Research Areas
Evolutionary Neural Architecture Search
I develop neuroevolution methods that automatically design recurrent neural networks, with a focus on discovering compact architectures that rival much larger hand-designed models. My work emphasizes ultra-lightweight designs suitable for edge deployment, where memory, power, and latency constraints rule out conventional deep learning pipelines.
EXAMM Neural Architecture
Time Series Forecasting
I work on forecasting methods for multivariate time series across both offline and online settings. In the offline regime, my work focuses on designing accurate, compact models trained on historical data; in the online regime, I develop methods that adapt continuously as data distributions shift over time. Applications span industrial sensor data (coal-fired power plant operations) and financial forecasting (stock return prediction and portfolio trading).
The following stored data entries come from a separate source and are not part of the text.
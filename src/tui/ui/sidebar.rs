//! Model summary panel.

use ratatui::{
    layout::Rect,
    text::{Line, Span},
    widgets::{Block, Borders, Paragraph},
    Frame,
};

use crate::adapters::knn::{Metric, Weights};
use crate::adapters::ModelAssets;
use crate::domain::DiagnosisLabel;
use crate::tui::styles::MedicalTheme;

/// What the side panel shows about the loaded models.
#[derive(Debug, Clone, PartialEq, Eq)]
pub struct ModelSummary {
    pub n_neighbors: usize,
    pub metric: String,
    pub weights: String,
    pub n_samples: usize,
    pub scaler_kind: String,
}

impl ModelSummary {
    #[must_use]
    pub fn from_assets(assets: &ModelAssets) -> Self {
        let classifier = &assets.classifier;
        Self {
            n_neighbors: classifier.n_neighbors(),
            metric: match classifier.metric() {
                Metric::Minkowski => format!("minkowski (p={})", classifier.p()),
                Metric::Euclidean => "euclidean".to_string(),
                Metric::Manhattan => "manhattan".to_string(),
                Metric::Chebyshev => "chebyshev".to_string(),
            },
            weights: match classifier.weights() {
                Weights::Uniform => "uniform".to_string(),
                Weights::Distance => "distance".to_string(),
            },
            n_samples: classifier.n_samples(),
            scaler_kind: assets.scaler.kind().to_string(),
        }
    }
}

pub fn render_sidebar(f: &mut Frame, area: Rect, summary: &ModelSummary) {
    let row = |key: &str, value: String| {
        Line::from(vec![
            Span::styled(format!(" {key:<10}"), MedicalTheme::text_secondary()),
            Span::styled(value, MedicalTheme::text()),
        ])
    };

    let lines = vec![
        Line::from(Span::styled(" Classifier", MedicalTheme::title())),
        row("Type", "k-NN".to_string()),
        row("k", summary.n_neighbors.to_string()),
        row("Metric", summary.metric.clone()),
        row("Weights", summary.weights.clone()),
        row("Samples", summary.n_samples.to_string()),
        Line::from(""),
        Line::from(Span::styled(" Scaler", MedicalTheme::title())),
        row("Kind", summary.scaler_kind.clone()),
        Line::from(""),
        Line::from(Span::styled(" Label Encoding", MedicalTheme::title())),
        Line::from(vec![
            Span::styled(
                format!(" {} ", DiagnosisLabel::MALIGNANT_CLASS),
                MedicalTheme::text_secondary(),
            ),
            Span::styled(
                DiagnosisLabel::Malignant.to_string(),
                MedicalTheme::diagnosis(DiagnosisLabel::Malignant),
            ),
        ]),
        Line::from(vec![
            Span::styled(
                format!(" {} ", DiagnosisLabel::BENIGN_CLASS),
                MedicalTheme::text_secondary(),
            ),
            Span::styled(
                DiagnosisLabel::Benign.to_string(),
                MedicalTheme::diagnosis(DiagnosisLabel::Benign),
            ),
        ]),
    ];

    let panel = Paragraph::new(lines).block(
        Block::default()
            .title(Span::styled(" Model ", MedicalTheme::subtitle()))
            .borders(Borders::ALL)
            .border_style(MedicalTheme::border()),
    );

    f.render_widget(panel, area);
}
ONE-NAS: Online NeuroEvolution for time series
Cross-Disciplinary Edge AI Applications
A growing line of my work applies neuroevolved lightweight models to domains outside traditional ML benchmarks, partnering with researchers in engineering, energy, and finance. The goal is forecasting and decision-support systems that run on the device where the data is generated.
An evolved RNN architecture produced by EXAMM
AI Education & Pedagogy
I research how to broaden AI literacy beyond computer science majors, and I founded the Kean Cup AI Competition as a venue for students across disciplines to work on applied AI projects. This line of work explores curriculum design, assessment, and the pedagogy of AI for non-specialists.